Las tres trampas de la cinta métrica
- La curvatura. Una cinta que cuelga en mitad de la habitación da una medida demasiado larga: 1-2 cm en 4 metros. Apoya la cinta en el suelo en lugar de sostenerla en el aire.
- El gancho. El gancho del extremo está suelto a propósito, para que se pueda empujar su propio grosor hacia dentro en medidas interiores y sacarlo en medidas exteriores. Si está doblado o más suelto de lo normal, la cinta mide mal por unos milímetros cada vez.

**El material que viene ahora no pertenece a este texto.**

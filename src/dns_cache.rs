//! Process-lifetime DNS memoization.
//!
//! One entry per hostname, filled on first lookup and never refreshed:
//! probe comparisons assume every sample of a target hits the same
//! address. The per-entry mutex serializes concurrent resolutions of the
//! same name while leaving different names fully parallel. The resolver
//! is injected so tests can count resolutions.

use crate::error::RequestError;
use std::collections::HashMap;
use std::io;
use std::net::{IpAddr, ToSocketAddrs};
use std::sync::{Arc, Mutex};

pub type ResolveFn = dyn Fn(&str) -> io::Result<Vec<IpAddr>> + Send + Sync;

pub struct DnsCache {
    resolve: Box<ResolveFn>,
    entries: Mutex<HashMap<String, Arc<Entry>>>,
}

#[derive(Default)]
struct Entry {
    slot: Mutex<Option<IpAddr>>,
}

fn system_resolve(name: &str) -> io::Result<Vec<IpAddr>> {
    Ok((name, 0u16)
        .to_socket_addrs()?
        .map(|a| a.ip())
        .collect())
}

impl DnsCache {
    pub fn new() -> Self {
        Self::with_resolver(Box::new(system_resolve))
    }

    pub fn with_resolver(resolve: Box<ResolveFn>) -> Self {
        DnsCache {
            resolve,
            entries: Mutex::new(HashMap::new()),
        }
    }

    /// Resolves `name`, preferring IPv4, memoizing the result for the
    /// process lifetime.
    pub fn lookup(&self, name: &str) -> Result<IpAddr, RequestError> {
        if let Ok(ip) = name.parse::<IpAddr>() {
            return Ok(ip);
        }

        let entry = {
            let mut entries = self.entries.lock().unwrap();
            entries.entry(name.to_string()).or_default().clone()
        };

        // Holding only the entry lock here: a slow resolution of one name
        // must not block lookups of others.
        let mut slot = entry.slot.lock().unwrap();
        if let Some(ip) = *slot {
            return Ok(ip);
        }

        let ips = (self.resolve)(name).map_err(|e| RequestError::Dns {
            name: name.to_string(),
            reason: e.to_string(),
        })?;

        let mut best: Option<IpAddr> = None;
        for ip in &ips {
            if ip.is_ipv4() {
                best = Some(*ip);
            }
            if best.is_none() {
                best = Some(*ip);
            }
        }
        let best = best.ok_or_else(|| RequestError::Dns {
            name: name.to_string(),
            reason: "no such host".to_string(),
        })?;

        *slot = Some(best);
        Ok(best)
    }
}

impl Default for DnsCache {
    fn default() -> Self {
        Self::new()
    }
}

#[cfg(test)]
mod tests {
    use super::*;
    use std::sync::atomic::{AtomicUsize, Ordering};
    use std::time::Duration;

    #[test]
    fn concurrent_lookups_resolve_once() {
        let calls = Arc::new(AtomicUsize::new(0));
        let counted = calls.clone();
        let cache = DnsCache::with_resolver(Box::new(move |_| {
            counted.fetch_add(1, Ordering::SeqCst);
            std::thread::sleep(Duration::from_millis(10));
            Ok(vec!["192.0.2.7".parse().unwrap()])
        }));

        std::thread::scope(|s| {
            for _ in 0..50 {
                s.spawn(|| {
                    for _ in 0..20 {
                        assert_eq!(
                            cache.lookup("host").unwrap(),
                            "192.0.2.7".parse::<IpAddr>().unwrap()
                        );
                    }
                });
            }
        });

        assert_eq!(calls.load(Ordering::SeqCst), 1);
    }

    #[test]
    fn prefers_ipv4_over_ipv6() {
        let cache = DnsCache::with_resolver(Box::new(|_| {
            Ok(vec![
                "2001:db8::1".parse().unwrap(),
                "192.0.2.1".parse().unwrap(),
                "2001:db8::2".parse().unwrap(),
            ])
        }));
        assert_eq!(
            cache.lookup("host").unwrap(),
            "192.0.2.1".parse::<IpAddr>().unwrap()
        );
    }

    #[test]
    fn ip_literals_bypass_resolution() {
        let cache = DnsCache::with_resolver(Box::new(|_| {
            panic!("resolver must not run for literals")
        }));
        assert_eq!(
            cache.lookup("203.0.113.9").unwrap(),
            "203.0.113.9".parse::<IpAddr>().unwrap()
        );
    }

    #[test]
    fn different_names_resolve_independently() {
        let calls = Arc::new(AtomicUsize::new(0));
        let counted = calls.clone();
        let cache = DnsCache::with_resolver(Box::new(move |name| {
            counted.fetch_add(1, Ordering::SeqCst);
            match name {
                "a" => Ok(vec!["192.0.2.1".parse().unwrap()]),
                _ => Ok(vec!["192.0.2.2".parse().unwrap()]),
            }
        }));
        cache.lookup("a").unwrap();
        cache.lookup("b").unwrap();
        cache.lookup("a").unwrap();
        assert_eq!(calls.load(Ordering::SeqCst), 2);
    }

    #[test]
    fn empty_result_is_an_error() {
        let cache = DnsCache::with_resolver(Box::new(|_| Ok(vec![])));
        assert!(matches!(
            cache.lookup("host"),
            Err(RequestError::Dns { .. })
        ));
    }
}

- Leer de lado. Mira el número justo desde arriba. Leerlo en ángulo cuesta fácilmente medio centímetro por medida, y los errores se van acumulando.
¿Y el teléfono?
Un iPhone con LiDAR (los modelos Pro desde el iPhone 12 Pro en adelante, y el iPad Pro) no mide una medida cada vez como un láser: mide todas las superficies de la habitación mientras te mueves, y va construyendo la geometría sobre la marcha. Es otro tipo de herramienta: te da toda la habitación en lugar de una sola cifra.
A cambio, un escaneo no es mejor que las superficies que el sensor pudo ver. Cortinas, espejos, superficies negras brillantes y muebles pegados a las paredes lo afectan igual que afectan a un láser de mano. Por eso el mejor flujo de trabajo es escanear primero y comprobar después con cinta métrica o láser en cuatro o cinco puntos escogidos: la longitud completa de una pared, una diagonal, la altura del techo y la luz libre de una puerta. Si coinciden, puedes confiar en el resto.
HouseSense usa el escaneo para construir un plano acotado, superficies, un modelo 3D con incidencia solar real y mediciones para presupuestos de profesionales. También puedes dibujar la vivienda con el dedo sobre un papel milimetrado digital y escribir tus propias medidas en cada pared; entonces el láser o la cinta métrica se convierten en la fuente de las cifras, y el teléfono, en el tablero de dibujo.
¿Qué llevar en la bolsa?
Para medir una vivienda corriente bastan cinco cosas: un medidor láser, una cinta métrica de 5 metros y 25 mm, un lápiz con goma, una tabla de apoyo rígida con hojas A4, y el teléfono para las fotos. Si vas a medir una casa entera, añade una cinta de 10 metros y una linterna para trasteros y sótanos.
Un nivel o una escuadra solo hacen falta si quieres saber cuánto se desvía algo. Si solo quieres la forma real de la habitación, la diagonal basta: dos diagonales de la misma longitud significan ángulo recto, y la diferencia entre ellas es la desviación.